Feature Name: Precompiled iotune info
Status: draft
Start Date: 2019-11-22
Authors: David Castillo [email protected]
Issue: #200

Executive Summary

One of the tools rpk relies on for tuning the machine where redpanda will run is iotune. It runs IO benchmarks to find the optimal read/write IOPS and IO bandwidth values, which are used to configure the Seastar IO scheduler. To get the best results, iotune should be run for at least a couple of minutes, up to ~45 minutes. This means that even if the redpanda installation, tuner execution and startup can take as few as 1 minute, the iotune step can make the whole process seem like an eternity for our users.
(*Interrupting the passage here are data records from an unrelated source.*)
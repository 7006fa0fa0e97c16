//! Mesh mutator: applies a refinement request to the tree.
//!
//! # Scheduling
//!
//! 1. Internal records are refreshed so prolongation sees current coarse data
//! 2. Splits run coarsest first, each cascading to keep 2:1 balance
//! 3. Merges run finest first, grouped by parent
//!
//! Operations the tree refuses are skipped and counted; the mesh is always
//! left consistent.

use std::collections::BTreeSet;

use crate::plan::{Decision, RefinementRequest};
use crate::tree::{AdaptConfig, CellId, CellTree};

/// What an `apply` actually did.
#[derive(Clone, Copy, Debug, Default, PartialEq, Eq)]
pub struct AppliedCounts {
  /// Cells split, balance cascades included.
  pub split_count: usize,
  /// Parents whose children were merged.
  pub coarsen_count: usize,
  /// Sibling groups whose merge was refused.
  pub blocked_coarsens: usize,
}

impl AppliedCounts {
  /// Total number of topology changes.
  #[inline]
  pub fn total(&self) -> usize {
    self.split_count + self.coarsen_count
  }
}

/// Apply `request` to `tree`.
pub fn apply<const D: usize>(
  tree: &mut CellTree<D>,
  request: &RefinementRequest<D>,
  config: &AdaptConfig,
) -> AppliedCounts {
  let bounds = config.bounds;
  let mut counts = AppliedCounts::default();
  tree.restrict_all();

  let mut splits: Vec<CellId<D>> = request.cells(Decision::Split).collect();
  splits.sort();
  for id in splits {
    // Already split by an earlier cascade.
    if !tree.is_leaf(&id) {
      continue;
    }
    match tree.split(id, &bounds) {
      Ok(count) => counts.split_count += count,
      Err(err) => tracing::debug!(%id, %err, "split skipped"),
    }
  }

  let parents: BTreeSet<CellId<D>> = request
    .cells(Decision::Coarsen)
    .filter_map(|id| id.parent())
    .collect();
  for parent in parents.into_iter().rev() {
    match tree.merge(parent, &bounds) {
      Ok(()) => counts.coarsen_count += 1,
      Err(err) => {
        tracing::debug!(%parent, %err, "merge blocked");
        counts.blocked_coarsens += 1;
      }
    }
  }

  counts
}

#[cfg(test)]
#[path = "mutate_test.rs"]
mod mutate_test;
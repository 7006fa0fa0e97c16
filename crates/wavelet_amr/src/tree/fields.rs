//! Field layout stored per cell and the tracked subset with tolerances.

use std::collections::BTreeMap;

use crate::error::ConfigError;

/// Ordered field names; every cell stores one `f64` per entry.
#[derive(Clone, Debug, PartialEq, Eq)]
pub struct FieldLayout {
  names: Vec<String>,
}

impl FieldLayout {
  /// Build a layout, rejecting empty or duplicate names.
  pub fn new<I, S>(names: I) -> Result<Self, ConfigError>
  where
    I: IntoIterator<Item = S>,
    S: Into<String>,
  {
    let mut out: Vec<String> = Vec::new();
    for name in names {
      let name = name.into();
      if out.contains(&name) {
        return Err(ConfigError::DuplicateField(name));
      }
      out.push(name);
    }
    if out.is_empty() {
      return Err(ConfigError::EmptyLayout);
    }
    Ok(Self { names: out })
  }

  pub fn len(&self) -> usize {
    self.names.len()
  }

  pub fn is_empty(&self) -> bool {
    self.names.is_empty()
  }

  pub fn index_of(&self, name: &str) -> Option<usize> {
    self.names.iter().position(|n| n == name)
  }

  pub fn names(&self) -> impl Iterator<Item = &str> {
    self.names.iter().map(String::as_str)
  }
}

/// A field that drives refinement.
#[derive(Clone, Debug, PartialEq)]
pub struct TrackedField {
  pub name: String,
  /// Slot in the cell record.
  pub index: usize,
  /// Refinement tolerance.
  pub threshold: f64,
}

/// Tracked fields with their tolerances, resolved against a layout.
#[derive(Clone, Debug, Default, PartialEq)]
pub struct FieldSet {
  fields: Vec<TrackedField>,
  layout: Vec<String>,
}

impl FieldSet {
  /// Resolve `tracked` names against `layout`, taking each tolerance from
  /// `thresholds`.
  pub fn new<S: AsRef<str>>(
    layout: &FieldLayout,
    tracked: &[S],
    thresholds: &BTreeMap<String, f64>,
  ) -> Result<Self, ConfigError> {
    let mut fields = Vec::with_capacity(tracked.len());
    for name in tracked {
      let name = name.as_ref();
      let index = layout
        .index_of(name)
        .ok_or_else(|| ConfigError::UnknownField(name.to_string()))?;
      let threshold = *thresholds
        .get(name)
        .ok_or_else(|| ConfigError::MissingThreshold(name.to_string()))?;
      if !threshold.is_finite() || threshold <= 0.0 {
        return Err(ConfigError::InvalidThreshold {
          field: name.to_string(),
          value: threshold,
        });
      }
      fields.push(TrackedField {
        name: name.to_string(),
        index,
        threshold,
      });
    }
    Ok(Self {
      fields,
      layout: layout.names.clone(),
    })
  }

  /// Track every field listed in `thresholds`, in layout order.
  pub fn from_thresholds(
    layout: &FieldLayout,
    thresholds: &BTreeMap<String, f64>,
  ) -> Result<Self, ConfigError> {
    if let Some(unknown) = thresholds.keys().find(|k| layout.index_of(k).is_none()) {
      return Err(ConfigError::UnknownField(unknown.clone()));
    }
    let tracked: Vec<&str> = layout
      .names()
      .filter(|name| thresholds.contains_key(*name))
      .collect();
    Self::new(layout, &tracked, thresholds)
  }

  pub fn iter(&self) -> impl Iterator<Item = &TrackedField> {
    self.fields.iter()
  }

  pub fn len(&self) -> usize {
    self.fields.len()
  }

  pub fn is_empty(&self) -> bool {
    self.fields.is_empty()
  }

  /// First tracked field whose slot differs in `layout` from the layout this
  /// set was resolved against.
  pub(crate) fn mismatch(&self, layout: &FieldLayout) -> Option<&TrackedField> {
    if layout.names == self.layout {
      return None;
    }
    self
      .fields
      .iter()
      .find(|f| layout.index_of(&f.name) != Some(f.index))
  }
}
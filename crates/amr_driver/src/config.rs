//! Configuration parsing for driver runs.

use std::collections::BTreeMap;
use std::path::Path;

use anyhow::{Context, Result};
use clap::ValueEnum;
use serde::Deserialize;
use wavelet_amr::{AdaptConfig, DomainConfig, FieldLayout, FieldSet};

const BUMP_PRESET: &str = include_str!("../presets/bump.toml");
const MOVING_CYLINDER_PRESET: &str = include_str!("../presets/moving_cylinder.toml");

/// Which analytic scenario drives the leaves.
#[derive(Clone, Copy, Debug, PartialEq, Eq, Deserialize, ValueEnum)]
#[serde(rename_all = "snake_case")]
#[value(rename_all = "snake_case")]
pub enum ScenarioKind {
  /// Gaussian bump on a shallow-water depth field.
  Bump,
  /// Cylinder moving through a channel at unit speed.
  MovingCylinder,
}

/// Root configuration for a driver run.
#[derive(Clone, Debug, Deserialize)]
#[serde(deny_unknown_fields)]
pub struct DriverConfig {
  pub scenario: ScenarioKind,
  /// Number of iterations after the initial refinement.
  #[serde(default = "default_iterations")]
  pub iterations: usize,
  /// Log field statistics every this many iterations.
  #[serde(default = "default_stats_every")]
  pub stats_every: usize,
  pub domain: DomainSection,
  pub adapt: AdaptSection,
}

/// Square domain and starting grid.
#[derive(Clone, Debug, Deserialize)]
#[serde(deny_unknown_fields)]
pub struct DomainSection {
  pub origin: [f64; 2],
  pub size: f64,
  /// Uniform level the tree starts with (7 = 128 x 128).
  pub initial_level: u32,
}

/// Adaptation parameters and tolerances.
#[derive(Clone, Debug, Deserialize)]
#[serde(deny_unknown_fields)]
pub struct AdaptSection {
  #[serde(default)]
  pub min_level: u32,
  pub max_level: u32,
  #[serde(default = "default_coarsen_ratio")]
  pub coarsen_ratio: f64,
  /// Fields driving refinement. Empty: every field with a threshold.
  #[serde(default)]
  pub tracked: Vec<String>,
  pub thresholds: BTreeMap<String, f64>,
}

fn default_iterations() -> usize {
  1000
}

fn default_stats_every() -> usize {
  1
}

fn default_coarsen_ratio() -> f64 {
  AdaptConfig::DEFAULT_COARSEN_RATIO
}

impl DriverConfig {
  /// Load configuration from a TOML file.
  pub fn load(path: &Path) -> Result<Self> {
    let content = std::fs::read_to_string(path)
      .with_context(|| format!("Failed to read config file: {}", path.display()))?;
    Self::from_toml(&content).with_context(|| format!("Invalid config: {}", path.display()))
  }

  /// Built-in configuration reproducing one of the reference runs.
  pub fn preset(kind: ScenarioKind) -> Result<Self> {
    let content = match kind {
      ScenarioKind::Bump => BUMP_PRESET,
      ScenarioKind::MovingCylinder => MOVING_CYLINDER_PRESET,
    };
    Self::from_toml(content).with_context(|| format!("Invalid built-in preset {kind:?}"))
  }

  pub fn from_toml(content: &str) -> Result<Self> {
    let config: DriverConfig = toml::from_str(content).context("Failed to parse config TOML")?;
    config.validate()?;
    Ok(config)
  }

  pub fn validate(&self) -> Result<()> {
    if self.stats_every == 0 {
      anyhow::bail!("stats_every must be at least 1");
    }
    self.domain_config().validate()?;
    let adapt = self.adapt_config();
    adapt.validate()?;
    adapt
      .bounds
      .check_level(self.domain.initial_level)
      .context("initial_level must lie within [min_level, max_level]")?;
    if self.adapt.thresholds.is_empty() {
      anyhow::bail!("At least one threshold is required in [adapt.thresholds]");
    }
    Ok(())
  }

  pub fn domain_config(&self) -> DomainConfig<2> {
    DomainConfig {
      origin: self.domain.origin,
      size: self.domain.size,
      initial_level: self.domain.initial_level,
    }
  }

  pub fn adapt_config(&self) -> AdaptConfig {
    AdaptConfig::new(self.adapt.min_level, self.adapt.max_level)
      .with_coarsen_ratio(self.adapt.coarsen_ratio)
  }

  /// Resolve the tracked fields against the scenario's layout.
  pub fn field_set(&self, layout: &FieldLayout) -> Result<FieldSet> {
    let fields = if self.adapt.tracked.is_empty() {
      FieldSet::from_thresholds(layout, &self.adapt.thresholds)?
    } else {
      FieldSet::new(layout, self.adapt.tracked.as_slice(), &self.adapt.thresholds)?
    };
    Ok(fields)
  }
}

#[cfg(test)]
#[path = "config_test.rs"]
mod config_test;
//! wavelet_amr - Adaptive mesh refinement with wavelet error estimation
//!
//! A hierarchical cell tree (quadtree for `D = 2`, octree for `D = 3`) whose
//! resolution follows the data: leaves where a tracked field is rough are
//! split, leaves where every tracked field is smooth are merged back.
//!
//! # Features
//!
//! - **Cell tree**: arena keyed by `(level, coords)`, 2:1 balanced across
//!   faces, linear prolongation on split and mean restriction on merge
//! - **Wavelet estimator**: per-leaf restrict-then-prolong round-trip error,
//!   computed in parallel
//! - **Planner**: thresholds with hysteresis, level bounds, split propagation
//!   and sibling agreement
//! - **Mutator**: coarsest-first splits, finest-first merges
//!
//! # Example
//!
//! ```ignore
//! use wavelet_amr::{run_adaptation_cycle, AdaptConfig, CellTree, DomainConfig, FieldLayout, FieldSet};
//!
//! let layout = FieldLayout::new(["h"])?;
//! let mut tree = CellTree::new(DomainConfig::<2>::unit(7), layout)?;
//! let fields = FieldSet::from_thresholds(tree.layout(), &[("h".into(), 4e-3)].into())?;
//! let config = AdaptConfig::new(0, 8);
//!
//! // Once per iteration, after the solver updated the leaves:
//! let stats = run_adaptation_cycle(&mut tree, &fields, &config)?;
//! println!("{} splits, {} coarsens", stats.split_count, stats.coarsen_count);
//! ```

pub mod cycle;
pub mod error;
pub mod estimate;
pub mod metrics;
pub mod mutate;
pub mod plan;
pub mod transfer;
pub mod tree;

#[cfg(test)]
pub(crate) mod test_utils;

// Re-export commonly used items
pub use cycle::{run_adaptation_cycle, run_adaptation_cycle_observed, AdaptStats, AdaptationPhase};
pub use error::{AmrError, ConfigError, InvalidReason};
pub use estimate::{estimate_leaves, Estimates, Pyramid};
pub use metrics::{CycleMetrics, FieldStats, LevelHistogram, TimingWindow};
pub use mutate::{apply, AppliedCounts};
pub use plan::{plan, plan_from_estimates, Decision, RefinementRequest};
pub use tree::{
  AdaptConfig, Cell, CellId, CellKind, CellTree, DomainConfig, FieldLayout, FieldSet, LevelBounds,
  TrackedField, Values,
};
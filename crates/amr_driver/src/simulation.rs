//! Iteration loop: resample the scenario, then adapt, once per iteration.

use anyhow::{Context, Result};
use glam::DVec2;
use wavelet_amr::{
  run_adaptation_cycle, AdaptConfig, AdaptStats, CellTree, CycleMetrics, FieldLayout, FieldSet,
  FieldStats, LevelHistogram,
};

use crate::config::DriverConfig;
use crate::scenario::{self, Scenario};

pub struct Simulation {
  scenario: Box<dyn Scenario>,
  tree: CellTree<2>,
  fields: FieldSet,
  adapt: AdaptConfig,
  stats_every: usize,
  iteration: usize,
  time: f64,
  metrics: CycleMetrics,
}

impl Simulation {
  pub fn new(config: &DriverConfig) -> Result<Self> {
    let scenario = scenario::build(config.scenario);
    let layout = FieldLayout::new(scenario.fields().iter().copied())?;
    let fields = config
      .field_set(&layout)
      .context("Tracked fields do not match the scenario")?;
    let tree = CellTree::new(config.domain_config(), layout)?;
    let mut sim = Self {
      scenario,
      tree,
      fields,
      adapt: config.adapt_config(),
      stats_every: config.stats_every,
      iteration: 0,
      time: 0.0,
      metrics: CycleMetrics::default(),
    };
    sim.resample();
    Ok(sim)
  }

  pub fn tree(&self) -> &CellTree<2> {
    &self.tree
  }

  pub fn time(&self) -> f64 {
    self.time
  }

  pub fn iteration(&self) -> usize {
    self.iteration
  }

  /// Write the scenario at the current time into every leaf.
  fn resample(&mut self) {
    let scenario = &*self.scenario;
    let domain = self.tree.domain().clone();
    let t = self.time;
    self.tree.for_each_leaf_mut(|id, values| {
      let center = DVec2::from_array(domain.cell_center(&id));
      scenario.sample(center, domain.cell_size(id.level), t, values);
    });
  }

  /// Adapt to the initial data until the mesh stops changing.
  ///
  /// Returns the number of passes that changed the mesh.
  pub fn initial_refinement(&mut self) -> Result<usize> {
    let max_passes = (self.adapt.bounds.max_level - self.adapt.bounds.min_level) as usize + 1;
    let mut passes = 0;
    for _ in 0..max_passes {
      let stats = run_adaptation_cycle(&mut self.tree, &self.fields, &self.adapt)?;
      self.resample();
      if !stats.changed() {
        break;
      }
      passes += 1;
      tracing::info!(
        pass = passes,
        split = stats.split_count,
        coarsen = stats.coarsen_count,
        leaves = stats.leaves_after,
        "initial refinement"
      );
    }
    Ok(passes)
  }

  /// Advance one iteration: new time, resample, adapt.
  pub fn step(&mut self) -> Result<AdaptStats> {
    self.iteration += 1;
    self.time += self.scenario.time_step();
    self.resample();
    if self.iteration % self.stats_every == 0 {
      self.log_stats();
    }
    let stats = run_adaptation_cycle(&mut self.tree, &self.fields, &self.adapt)?;
    self.metrics.record(&stats);
    tracing::debug!(
      i = self.iteration,
      split = stats.split_count,
      coarsen = stats.coarsen_count,
      blocked = stats.blocked_coarsens,
      leaves = stats.leaves_after,
      us = stats.elapsed_us,
      "adapt"
    );
    Ok(stats)
  }

  fn log_stats(&self) {
    for field in self.fields.iter() {
      if let Some(s) = FieldStats::compute(&self.tree, field.index) {
        tracing::info!(
          i = self.iteration,
          t = self.time,
          field = %field.name,
          min = s.min,
          max = s.max,
          mean = s.mean,
          "stats"
        );
      }
    }
  }

  /// Log the final mesh and timing summary.
  pub fn summary(&self) {
    let histogram = LevelHistogram::from_tree(&self.tree);
    for (level, count) in histogram.iter() {
      tracing::info!(level, count, "leaves per level");
    }
    let timing = &self.metrics.cycle_times_us;
    let (lo, hi) = timing.min_max().unwrap_or_default();
    tracing::info!(
      i = self.iteration,
      t = self.time,
      leaves = self.tree.leaf_count(),
      splits = self.metrics.total_splits,
      coarsens = self.metrics.total_coarsens,
      blocked = self.metrics.total_blocked,
      avg_us = timing.average(),
      min_us = lo,
      max_us = hi,
      "done"
    );
  }
}

#[cfg(test)]
#[path = "simulation_test.rs"]
mod simulation_test;
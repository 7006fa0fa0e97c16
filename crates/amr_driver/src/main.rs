//! Wavelet-adaptive scenario driver.
//!
//! Runs one of the analytic scenarios on an adaptive quadtree: the leaves are
//! resampled every iteration, then one adaptation cycle follows the features.
//!
//! - bump: Gaussian depth perturbation spreading over time
//! - moving_cylinder: solid cylinder translating through fluid at rest

mod config;
mod scenario;
mod simulation;

use std::path::PathBuf;

use anyhow::Result;
use clap::Parser;
use tracing::Level;
use tracing_subscriber::FmtSubscriber;

use config::{DriverConfig, ScenarioKind};
use simulation::Simulation;

/// Wavelet-adaptive mesh refinement driver.
#[derive(Parser, Debug)]
#[command(name = "amr_driver")]
#[command(version = env!("CARGO_PKG_VERSION"))]
#[command(about = "Runs analytic scenarios on a wavelet-adaptive quadtree")]
struct Args {
  /// Path to configuration TOML file.
  #[arg(short, long)]
  config: Option<PathBuf>,

  /// Built-in preset used when no config file is given.
  #[arg(short, long, value_enum, default_value = "bump")]
  preset: ScenarioKind,

  /// Override the number of iterations.
  #[arg(short, long)]
  iterations: Option<usize>,

  /// Log level (trace, debug, info, warn, error).
  #[arg(short, long, default_value = "info")]
  log_level: String,
}

fn main() -> Result<()> {
  let args = Args::parse();

  let level = match args.log_level.to_lowercase().as_str() {
    "trace" => Level::TRACE,
    "debug" => Level::DEBUG,
    "info" => Level::INFO,
    "warn" => Level::WARN,
    "error" => Level::ERROR,
    _ => Level::INFO,
  };
  let subscriber = FmtSubscriber::builder()
    .with_max_level(level)
    .with_target(false)
    .finish();
  tracing::subscriber::set_global_default(subscriber)?;

  let mut config = match &args.config {
    Some(path) => {
      tracing::info!(path = %path.display(), "loading config");
      DriverConfig::load(path)?
    }
    None => DriverConfig::preset(args.preset)?,
  };
  if let Some(iterations) = args.iterations {
    config.iterations = iterations;
  }

  tracing::info!(
    scenario = ?config.scenario,
    iterations = config.iterations,
    initial_level = config.domain.initial_level,
    min_level = config.adapt.min_level,
    max_level = config.adapt.max_level,
    "starting"
  );

  let mut sim = Simulation::new(&config)?;
  let passes = sim.initial_refinement()?;
  tracing::info!(passes, leaves = sim.tree().leaf_count(), "initial mesh ready");

  for _ in 0..config.iterations {
    sim.step()?;
  }
  sim.summary();
  println!("i={} t={}", sim.iteration(), sim.time());

  Ok(())
}
//! Built-in languages and the extension registry.

use std::path::Path;
use std::sync::OnceLock;

use super::grammar::{
    ch, choice, not, range, repetition, sequence, text, Expr, Grammar,
};

mod c;
mod javascript;
mod python;
mod rust;

/// A language with a grammar. Word motion is a language hook as well; until
/// a grammar defines something better it is the identity, i.e. no movement.
#[derive(Debug, Clone, Copy, PartialEq, Eq)]
pub enum Language {
    C,
    JavaScript,
    Python,
    Rust,
}

impl Language {
    /// Choose a language by file extension, case-insensitively. Unknown
    /// extensions get no language: zero spans and identity word motion.
    pub fn from_path(path: &Path) -> Option<Self> {
        let ext = path.extension()?.to_str()?;
        match ext.to_ascii_lowercase().as_str() {
            "c" | "h" => Some(Language::C),
            "js" | "mjs" => Some(Language::JavaScript),
            "py" => Some(Language::Python),
            "rs" => Some(Language::Rust),
            _ => None,
        }
    }

    /// The language's grammar, built once per process.
    pub fn grammar(self) -> &'static Grammar {
        static C: OnceLock<Grammar> = OnceLock::new();
        static JAVASCRIPT: OnceLock<Grammar> = OnceLock::new();
        static PYTHON: OnceLock<Grammar> = OnceLock::new();
        static RUST: OnceLock<Grammar> = OnceLock::new();
        match self {
            Language::C => C.get_or_init(c::grammar),
            Language::JavaScript => JAVASCRIPT.get_or_init(javascript::grammar),
            Language::Python => PYTHON.get_or_init(python::grammar),
            Language::Rust => RUST.get_or_init(rust::grammar),
        }
    }

    /// Start of the previous word before `index`. Identity for now.
    pub fn prev_word(self, index: usize) -> usize {
        index
    }

    /// End of the next word after `index`. Identity for now.
    pub fn next_word(self, index: usize) -> usize {
        index
    }
}

// Identifier shapes shared by the C-family grammars.

pub(crate) fn identifier_begin_char() -> Expr {
    choice![range('a', 'z'), range('A', 'Z'), ch('_')]
}

pub(crate) fn identifier_char() -> Expr {
    choice![range('a', 'z'), range('A', 'Z'), ch('_'), range('0', '9')]
}

pub(crate) fn identifier() -> Expr {
    sequence![identifier_begin_char(), repetition(identifier_char())]
}

/// A token that must not run into a following identifier character.
pub(crate) fn keyword(token: Expr) -> Expr {
    sequence![token, not(identifier_char())]
}

pub(crate) fn keywords(words: &[&'static str]) -> Expr {
    Expr::Choice(words.iter().map(|w| keyword(text(w))).collect())
}

pub(crate) fn hex_digit() -> Expr {
    choice![range('0', '9'), range('a', 'f'), range('A', 'F')]
}

#[cfg(test)]
mod tests {
    use super::*;
    use crate::syntax::grammar::Style;

    #[test]
    fn test_extension_registry() {
        assert_eq!(Language::from_path(Path::new("main.c")), Some(Language::C));
        assert_eq!(Language::from_path(Path::new("lib.h")), Some(Language::C));
        assert_eq!(Language::from_path(Path::new("app.RS")), Some(Language::Rust));
        assert_eq!(Language::from_path(Path::new("x.Py")), Some(Language::Python));
        assert_eq!(
            Language::from_path(Path::new("a.mjs")),
            Some(Language::JavaScript)
        );
        assert_eq!(Language::from_path(Path::new("notes.txt")), None);
        assert_eq!(Language::from_path(Path::new("Makefile")), None);
    }

    #[test]
    fn test_word_motion_defaults_to_identity() {
        assert_eq!(Language::Rust.prev_word(7), 7);
        assert_eq!(Language::C.next_word(0), 0);
    }

    #[test]
    fn test_c_keywords_and_comments() {
        let spans = Language::C.grammar().parse(b"if (x) { /* y */ return; }\n");
        let styled: Vec<(usize, usize, Style)> =
            spans.iter().map(|s| (s.start, s.end, s.style)).collect();
        assert!(styled.contains(&(0, 2, Style::Keyword)));
        assert!(styled.contains(&(9, 16, Style::Comment)));
        assert!(styled.iter().any(|s| s.2 == Style::Keyword && s.0 == 17));
    }

    #[test]
    fn test_c_keyword_needs_boundary() {
        // "iffy" must not light up as a keyword.
        let spans = Language::C.grammar().parse(b"iffy\n");
        assert!(spans.iter().all(|s| s.style != Style::Keyword));
    }

    #[test]
    fn test_c_string_and_number() {
        let spans = Language::C.grammar().parse(b"x = \"a\\\"b\" + 0x1f;\n");
        assert!(spans.iter().any(|s| s.style == Style::Str && (s.start, s.end) == (4, 10)));
        assert!(spans.iter().any(|s| s.style == Style::Literal && (s.start, s.end) == (13, 17)));
    }

    #[test]
    fn test_rust_nested_block_comment() {
        let input = b"/* a /* b */ c */ fn\n";
        let spans = Language::Rust.grammar().parse(input);
        assert!(spans
            .iter()
            .any(|s| s.style == Style::Comment && (s.start, s.end) == (0, 17)));
        assert!(spans
            .iter()
            .any(|s| s.style == Style::Keyword && (s.start, s.end) == (18, 20)));
    }

    #[test]
    fn test_rust_types_and_function_names() {
        let spans = Language::Rust.grammar().parse(b"fn add(a: u32) -> i64 {}\n");
        assert!(spans.iter().any(|s| s.style == Style::Function && (s.start, s.end) == (3, 6)));
        assert!(spans.iter().any(|s| s.style == Style::Type && (s.start, s.end) == (10, 13)));
        assert!(spans.iter().any(|s| s.style == Style::Type && (s.start, s.end) == (18, 21)));
    }

    #[test]
    fn test_python_comment_and_keywords() {
        let spans = Language::Python.grammar().parse(b"def f():  # note\n");
        assert!(spans.iter().any(|s| s.style == Style::Keyword && (s.start, s.end) == (0, 3)));
        assert!(spans.iter().any(|s| s.style == Style::Comment && (s.start, s.end) == (10, 16)));
    }

    #[test]
    fn test_javascript_literals() {
        let spans = Language::JavaScript.grammar().parse(b"let x = 0x1fn + null;\n");
        assert!(spans.iter().any(|s| s.style == Style::Keyword && (s.start, s.end) == (0, 3)));
        assert!(spans.iter().any(|s| s.style == Style::Literal && (s.start, s.end) == (8, 13)));
        assert!(spans.iter().any(|s| s.style == Style::Literal && (s.start, s.end) == (16, 20)));
    }

    #[test]
    fn test_unterminated_string_stops_at_line_end() {
        let spans = Language::C.grammar().parse(b"\"abc\nint x;\n");
        assert!(spans.iter().any(|s| s.style == Style::Str && (s.start, s.end) == (0, 4)));
        assert!(spans.iter().any(|s| s.style == Style::Type && (s.start, s.end) == (5, 8)));
    }
}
However, it is expected that many of Vectorized's clients will run redpanda in any of the most popular cloud vendors' (AWS, Azure, GCP) standard VM types. We can run iotune on the VM/ elastic storage volume types that we project will be the most used for redpanda, and encode the obtained data into rpk to decrease further the time it takes for an user to have redpanda up and running.

What is being proposed

a. To include precompiled iotune results from all the recommended major cloud vendor/ VM/ storage type combinations, and including them in rpk.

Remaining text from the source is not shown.